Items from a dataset
..............................

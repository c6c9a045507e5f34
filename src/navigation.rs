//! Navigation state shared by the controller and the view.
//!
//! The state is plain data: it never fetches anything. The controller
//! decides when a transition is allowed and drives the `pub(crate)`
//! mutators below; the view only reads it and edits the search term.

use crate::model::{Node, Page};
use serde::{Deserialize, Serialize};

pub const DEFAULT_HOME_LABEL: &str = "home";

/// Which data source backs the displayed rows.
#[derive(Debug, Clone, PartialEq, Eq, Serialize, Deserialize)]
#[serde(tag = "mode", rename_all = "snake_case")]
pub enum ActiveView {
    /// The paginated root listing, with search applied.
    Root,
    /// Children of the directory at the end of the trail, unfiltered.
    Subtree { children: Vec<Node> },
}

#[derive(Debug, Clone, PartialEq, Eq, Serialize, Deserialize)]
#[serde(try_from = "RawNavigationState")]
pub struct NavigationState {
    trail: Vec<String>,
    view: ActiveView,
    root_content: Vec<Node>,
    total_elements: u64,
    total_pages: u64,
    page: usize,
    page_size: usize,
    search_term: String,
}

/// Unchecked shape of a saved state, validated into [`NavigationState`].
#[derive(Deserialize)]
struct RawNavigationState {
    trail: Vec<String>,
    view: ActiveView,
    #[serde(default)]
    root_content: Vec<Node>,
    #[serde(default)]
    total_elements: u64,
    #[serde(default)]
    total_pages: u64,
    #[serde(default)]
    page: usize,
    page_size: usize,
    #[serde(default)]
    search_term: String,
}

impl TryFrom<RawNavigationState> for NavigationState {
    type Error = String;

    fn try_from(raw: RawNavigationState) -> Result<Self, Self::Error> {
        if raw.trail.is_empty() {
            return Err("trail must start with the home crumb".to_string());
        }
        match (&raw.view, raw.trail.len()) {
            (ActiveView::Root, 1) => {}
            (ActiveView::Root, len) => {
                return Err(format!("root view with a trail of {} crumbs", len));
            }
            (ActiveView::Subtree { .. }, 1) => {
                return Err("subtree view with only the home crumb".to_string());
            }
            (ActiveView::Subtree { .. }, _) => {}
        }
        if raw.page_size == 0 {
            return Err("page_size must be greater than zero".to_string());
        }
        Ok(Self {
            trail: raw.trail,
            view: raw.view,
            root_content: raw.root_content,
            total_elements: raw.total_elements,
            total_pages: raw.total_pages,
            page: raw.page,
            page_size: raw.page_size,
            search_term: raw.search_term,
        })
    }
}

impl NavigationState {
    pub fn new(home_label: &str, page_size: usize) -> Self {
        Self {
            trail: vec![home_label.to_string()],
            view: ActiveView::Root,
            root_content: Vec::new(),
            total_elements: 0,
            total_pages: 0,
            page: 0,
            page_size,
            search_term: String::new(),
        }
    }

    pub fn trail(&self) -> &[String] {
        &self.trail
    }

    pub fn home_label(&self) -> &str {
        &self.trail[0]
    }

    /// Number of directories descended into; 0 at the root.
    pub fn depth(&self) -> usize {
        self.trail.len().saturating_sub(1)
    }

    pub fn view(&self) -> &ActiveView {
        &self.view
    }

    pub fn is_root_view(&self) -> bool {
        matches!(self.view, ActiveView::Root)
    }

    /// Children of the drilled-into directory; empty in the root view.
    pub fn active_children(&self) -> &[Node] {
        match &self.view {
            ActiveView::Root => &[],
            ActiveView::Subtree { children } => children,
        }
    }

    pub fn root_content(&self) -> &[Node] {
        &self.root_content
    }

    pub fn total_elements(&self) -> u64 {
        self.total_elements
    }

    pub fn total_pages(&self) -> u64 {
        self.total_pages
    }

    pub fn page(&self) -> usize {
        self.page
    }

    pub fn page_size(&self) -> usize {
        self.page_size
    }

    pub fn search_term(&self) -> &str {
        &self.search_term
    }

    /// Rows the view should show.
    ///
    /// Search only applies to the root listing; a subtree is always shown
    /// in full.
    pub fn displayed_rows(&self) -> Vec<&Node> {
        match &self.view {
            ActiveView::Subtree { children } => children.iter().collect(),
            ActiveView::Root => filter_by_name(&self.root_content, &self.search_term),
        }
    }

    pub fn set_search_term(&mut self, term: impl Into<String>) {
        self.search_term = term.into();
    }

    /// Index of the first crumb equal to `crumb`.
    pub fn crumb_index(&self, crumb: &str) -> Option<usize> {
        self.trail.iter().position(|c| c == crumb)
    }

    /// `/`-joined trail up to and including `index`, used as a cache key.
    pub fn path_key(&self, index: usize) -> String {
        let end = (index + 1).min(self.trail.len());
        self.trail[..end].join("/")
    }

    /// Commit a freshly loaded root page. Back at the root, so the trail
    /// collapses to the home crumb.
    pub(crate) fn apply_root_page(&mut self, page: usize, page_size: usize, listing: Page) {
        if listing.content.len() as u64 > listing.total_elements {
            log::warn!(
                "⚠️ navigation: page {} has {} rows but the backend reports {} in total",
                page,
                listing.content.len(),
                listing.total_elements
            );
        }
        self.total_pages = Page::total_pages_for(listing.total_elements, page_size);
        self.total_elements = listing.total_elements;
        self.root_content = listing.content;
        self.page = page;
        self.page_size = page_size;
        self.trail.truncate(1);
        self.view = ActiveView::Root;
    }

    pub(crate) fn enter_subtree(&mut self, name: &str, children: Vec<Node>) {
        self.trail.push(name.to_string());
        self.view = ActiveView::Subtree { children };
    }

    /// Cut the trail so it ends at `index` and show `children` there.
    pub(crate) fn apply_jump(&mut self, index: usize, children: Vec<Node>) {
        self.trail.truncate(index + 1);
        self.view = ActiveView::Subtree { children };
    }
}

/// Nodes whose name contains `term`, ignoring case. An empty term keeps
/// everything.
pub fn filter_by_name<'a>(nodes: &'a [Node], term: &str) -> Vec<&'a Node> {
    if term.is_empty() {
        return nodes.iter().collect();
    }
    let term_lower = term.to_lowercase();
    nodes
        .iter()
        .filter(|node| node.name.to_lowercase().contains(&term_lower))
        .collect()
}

..............................

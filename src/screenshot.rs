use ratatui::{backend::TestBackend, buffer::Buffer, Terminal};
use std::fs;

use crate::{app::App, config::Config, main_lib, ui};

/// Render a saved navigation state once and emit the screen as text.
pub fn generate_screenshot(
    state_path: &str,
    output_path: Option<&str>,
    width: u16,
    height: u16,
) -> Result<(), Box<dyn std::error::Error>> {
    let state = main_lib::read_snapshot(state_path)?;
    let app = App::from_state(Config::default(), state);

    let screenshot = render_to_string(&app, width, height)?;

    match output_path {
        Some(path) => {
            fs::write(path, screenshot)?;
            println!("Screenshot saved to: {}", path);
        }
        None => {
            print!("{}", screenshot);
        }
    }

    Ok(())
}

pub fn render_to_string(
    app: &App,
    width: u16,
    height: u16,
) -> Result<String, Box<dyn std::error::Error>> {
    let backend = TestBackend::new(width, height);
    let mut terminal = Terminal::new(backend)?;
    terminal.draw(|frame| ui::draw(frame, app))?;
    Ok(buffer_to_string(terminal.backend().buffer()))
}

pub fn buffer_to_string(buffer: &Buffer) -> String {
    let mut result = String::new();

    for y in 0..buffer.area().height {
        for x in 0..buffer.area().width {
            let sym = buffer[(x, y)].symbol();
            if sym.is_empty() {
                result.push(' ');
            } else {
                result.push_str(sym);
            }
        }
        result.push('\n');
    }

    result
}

..............................

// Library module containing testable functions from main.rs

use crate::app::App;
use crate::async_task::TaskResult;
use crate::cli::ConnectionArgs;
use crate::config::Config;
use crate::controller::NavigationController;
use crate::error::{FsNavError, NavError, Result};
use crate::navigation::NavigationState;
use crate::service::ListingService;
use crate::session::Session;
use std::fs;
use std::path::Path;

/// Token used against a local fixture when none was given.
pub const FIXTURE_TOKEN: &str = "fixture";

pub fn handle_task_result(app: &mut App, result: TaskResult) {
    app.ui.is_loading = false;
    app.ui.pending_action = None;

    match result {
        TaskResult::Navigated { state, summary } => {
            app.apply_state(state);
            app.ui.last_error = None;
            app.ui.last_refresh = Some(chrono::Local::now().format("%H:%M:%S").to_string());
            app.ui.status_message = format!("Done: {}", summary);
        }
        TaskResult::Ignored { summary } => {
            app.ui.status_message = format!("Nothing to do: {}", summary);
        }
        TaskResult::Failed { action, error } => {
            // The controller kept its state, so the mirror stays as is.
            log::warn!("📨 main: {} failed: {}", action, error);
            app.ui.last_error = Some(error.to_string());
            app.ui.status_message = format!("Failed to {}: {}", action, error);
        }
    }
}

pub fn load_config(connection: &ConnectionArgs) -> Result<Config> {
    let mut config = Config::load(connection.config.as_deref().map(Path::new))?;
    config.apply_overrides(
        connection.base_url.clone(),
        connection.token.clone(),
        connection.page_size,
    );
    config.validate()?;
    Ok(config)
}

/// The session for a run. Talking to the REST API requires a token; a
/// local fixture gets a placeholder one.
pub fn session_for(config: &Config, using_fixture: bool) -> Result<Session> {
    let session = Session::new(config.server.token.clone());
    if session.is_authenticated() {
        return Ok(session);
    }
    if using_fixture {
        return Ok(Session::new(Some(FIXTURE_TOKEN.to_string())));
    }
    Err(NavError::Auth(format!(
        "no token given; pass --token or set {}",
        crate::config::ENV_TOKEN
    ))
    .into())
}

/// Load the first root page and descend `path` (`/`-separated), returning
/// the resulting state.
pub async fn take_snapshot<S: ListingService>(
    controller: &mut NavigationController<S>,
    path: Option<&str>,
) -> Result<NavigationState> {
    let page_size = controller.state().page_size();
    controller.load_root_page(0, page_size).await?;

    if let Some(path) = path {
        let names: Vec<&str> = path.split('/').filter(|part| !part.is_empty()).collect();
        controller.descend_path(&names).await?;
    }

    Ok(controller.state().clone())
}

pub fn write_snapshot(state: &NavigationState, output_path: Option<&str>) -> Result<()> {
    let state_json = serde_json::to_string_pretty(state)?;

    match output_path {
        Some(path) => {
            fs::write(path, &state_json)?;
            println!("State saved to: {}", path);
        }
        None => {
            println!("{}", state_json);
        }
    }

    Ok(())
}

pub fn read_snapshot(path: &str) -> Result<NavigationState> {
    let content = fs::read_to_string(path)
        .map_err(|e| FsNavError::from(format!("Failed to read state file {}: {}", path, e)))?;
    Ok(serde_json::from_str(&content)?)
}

..............................

_Exercise description_
Which lines of the data hold the string "bool"? Return each of them.

_Answer to this task_
    pub fn is_root_view(&self) -> bool {
pub fn session_for(config: &Config, using_fixture: bool) -> Result<Session> {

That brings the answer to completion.